- _To do_
The result should be every line in the data below that carries the string "found".

(Available data)

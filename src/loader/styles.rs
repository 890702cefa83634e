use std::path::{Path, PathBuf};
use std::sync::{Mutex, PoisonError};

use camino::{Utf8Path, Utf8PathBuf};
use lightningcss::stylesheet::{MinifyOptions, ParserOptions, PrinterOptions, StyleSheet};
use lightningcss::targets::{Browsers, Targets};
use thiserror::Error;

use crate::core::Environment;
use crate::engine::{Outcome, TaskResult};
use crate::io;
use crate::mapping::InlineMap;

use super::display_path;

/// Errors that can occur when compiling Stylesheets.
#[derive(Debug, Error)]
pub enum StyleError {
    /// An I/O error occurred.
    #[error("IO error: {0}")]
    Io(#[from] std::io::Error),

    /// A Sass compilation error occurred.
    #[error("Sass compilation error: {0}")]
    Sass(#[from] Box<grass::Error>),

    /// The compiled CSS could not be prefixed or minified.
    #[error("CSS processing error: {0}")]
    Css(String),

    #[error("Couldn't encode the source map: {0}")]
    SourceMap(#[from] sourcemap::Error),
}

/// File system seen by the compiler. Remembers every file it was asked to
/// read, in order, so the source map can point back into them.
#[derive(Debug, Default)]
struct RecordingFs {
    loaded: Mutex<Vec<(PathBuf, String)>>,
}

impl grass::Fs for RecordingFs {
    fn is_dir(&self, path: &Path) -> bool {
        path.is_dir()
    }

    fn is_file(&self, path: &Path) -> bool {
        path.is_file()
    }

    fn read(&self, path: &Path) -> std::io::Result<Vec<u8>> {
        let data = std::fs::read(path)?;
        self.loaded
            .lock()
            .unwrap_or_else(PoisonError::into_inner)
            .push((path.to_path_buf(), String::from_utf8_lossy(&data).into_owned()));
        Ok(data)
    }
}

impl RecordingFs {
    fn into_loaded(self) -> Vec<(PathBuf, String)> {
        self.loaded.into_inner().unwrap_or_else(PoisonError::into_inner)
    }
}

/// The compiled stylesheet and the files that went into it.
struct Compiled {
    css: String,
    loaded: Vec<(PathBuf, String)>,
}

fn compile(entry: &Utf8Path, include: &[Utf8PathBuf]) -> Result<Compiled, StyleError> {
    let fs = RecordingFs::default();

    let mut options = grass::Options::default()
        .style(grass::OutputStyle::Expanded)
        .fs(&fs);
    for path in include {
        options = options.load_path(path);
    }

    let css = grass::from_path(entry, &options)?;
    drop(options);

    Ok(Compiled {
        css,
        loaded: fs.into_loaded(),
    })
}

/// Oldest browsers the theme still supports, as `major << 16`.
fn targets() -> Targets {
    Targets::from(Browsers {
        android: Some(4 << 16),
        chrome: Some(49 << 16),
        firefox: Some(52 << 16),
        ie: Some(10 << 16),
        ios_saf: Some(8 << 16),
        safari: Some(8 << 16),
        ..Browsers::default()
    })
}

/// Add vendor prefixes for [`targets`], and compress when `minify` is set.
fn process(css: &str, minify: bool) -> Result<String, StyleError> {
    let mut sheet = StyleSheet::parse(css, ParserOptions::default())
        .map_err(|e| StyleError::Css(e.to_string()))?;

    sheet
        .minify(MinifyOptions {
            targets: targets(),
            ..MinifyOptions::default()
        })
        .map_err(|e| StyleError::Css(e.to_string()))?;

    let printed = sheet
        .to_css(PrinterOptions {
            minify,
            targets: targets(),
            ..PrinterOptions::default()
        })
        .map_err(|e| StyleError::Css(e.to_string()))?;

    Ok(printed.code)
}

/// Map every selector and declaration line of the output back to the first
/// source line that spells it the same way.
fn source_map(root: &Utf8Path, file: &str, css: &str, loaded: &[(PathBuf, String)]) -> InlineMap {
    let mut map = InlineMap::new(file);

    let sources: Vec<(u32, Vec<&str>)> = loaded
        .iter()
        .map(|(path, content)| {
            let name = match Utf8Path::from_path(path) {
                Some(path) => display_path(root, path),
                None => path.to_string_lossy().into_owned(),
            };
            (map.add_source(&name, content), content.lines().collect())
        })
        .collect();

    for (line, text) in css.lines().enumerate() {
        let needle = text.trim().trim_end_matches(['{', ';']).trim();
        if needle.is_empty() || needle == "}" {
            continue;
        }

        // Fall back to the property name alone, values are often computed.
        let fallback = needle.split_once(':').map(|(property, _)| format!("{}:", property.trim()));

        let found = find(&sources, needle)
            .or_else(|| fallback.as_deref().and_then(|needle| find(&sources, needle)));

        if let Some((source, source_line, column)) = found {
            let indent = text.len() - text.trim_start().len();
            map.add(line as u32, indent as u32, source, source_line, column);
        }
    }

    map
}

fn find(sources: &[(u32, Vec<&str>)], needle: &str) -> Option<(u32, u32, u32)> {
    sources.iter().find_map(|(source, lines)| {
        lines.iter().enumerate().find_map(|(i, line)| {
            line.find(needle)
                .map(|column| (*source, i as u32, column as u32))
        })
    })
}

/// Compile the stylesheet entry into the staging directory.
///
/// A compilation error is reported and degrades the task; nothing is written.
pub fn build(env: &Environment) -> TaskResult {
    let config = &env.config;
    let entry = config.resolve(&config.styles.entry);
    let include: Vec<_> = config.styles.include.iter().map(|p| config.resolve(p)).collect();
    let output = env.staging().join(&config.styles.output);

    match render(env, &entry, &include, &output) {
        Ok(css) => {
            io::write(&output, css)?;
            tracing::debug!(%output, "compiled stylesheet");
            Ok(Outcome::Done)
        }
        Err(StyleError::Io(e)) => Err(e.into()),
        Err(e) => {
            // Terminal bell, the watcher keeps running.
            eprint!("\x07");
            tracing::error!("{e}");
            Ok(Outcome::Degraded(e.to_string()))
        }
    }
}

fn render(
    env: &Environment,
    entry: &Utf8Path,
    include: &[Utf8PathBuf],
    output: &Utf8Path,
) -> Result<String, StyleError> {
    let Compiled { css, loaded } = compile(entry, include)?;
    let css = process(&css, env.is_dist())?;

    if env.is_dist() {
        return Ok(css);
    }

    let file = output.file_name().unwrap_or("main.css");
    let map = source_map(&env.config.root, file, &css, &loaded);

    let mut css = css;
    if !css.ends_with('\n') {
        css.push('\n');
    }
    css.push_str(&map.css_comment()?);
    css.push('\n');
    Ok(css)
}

(End Available data)

- _Response box_
        let found = find(&sources, needle)
        if let Some((source, source_line, column)) = found {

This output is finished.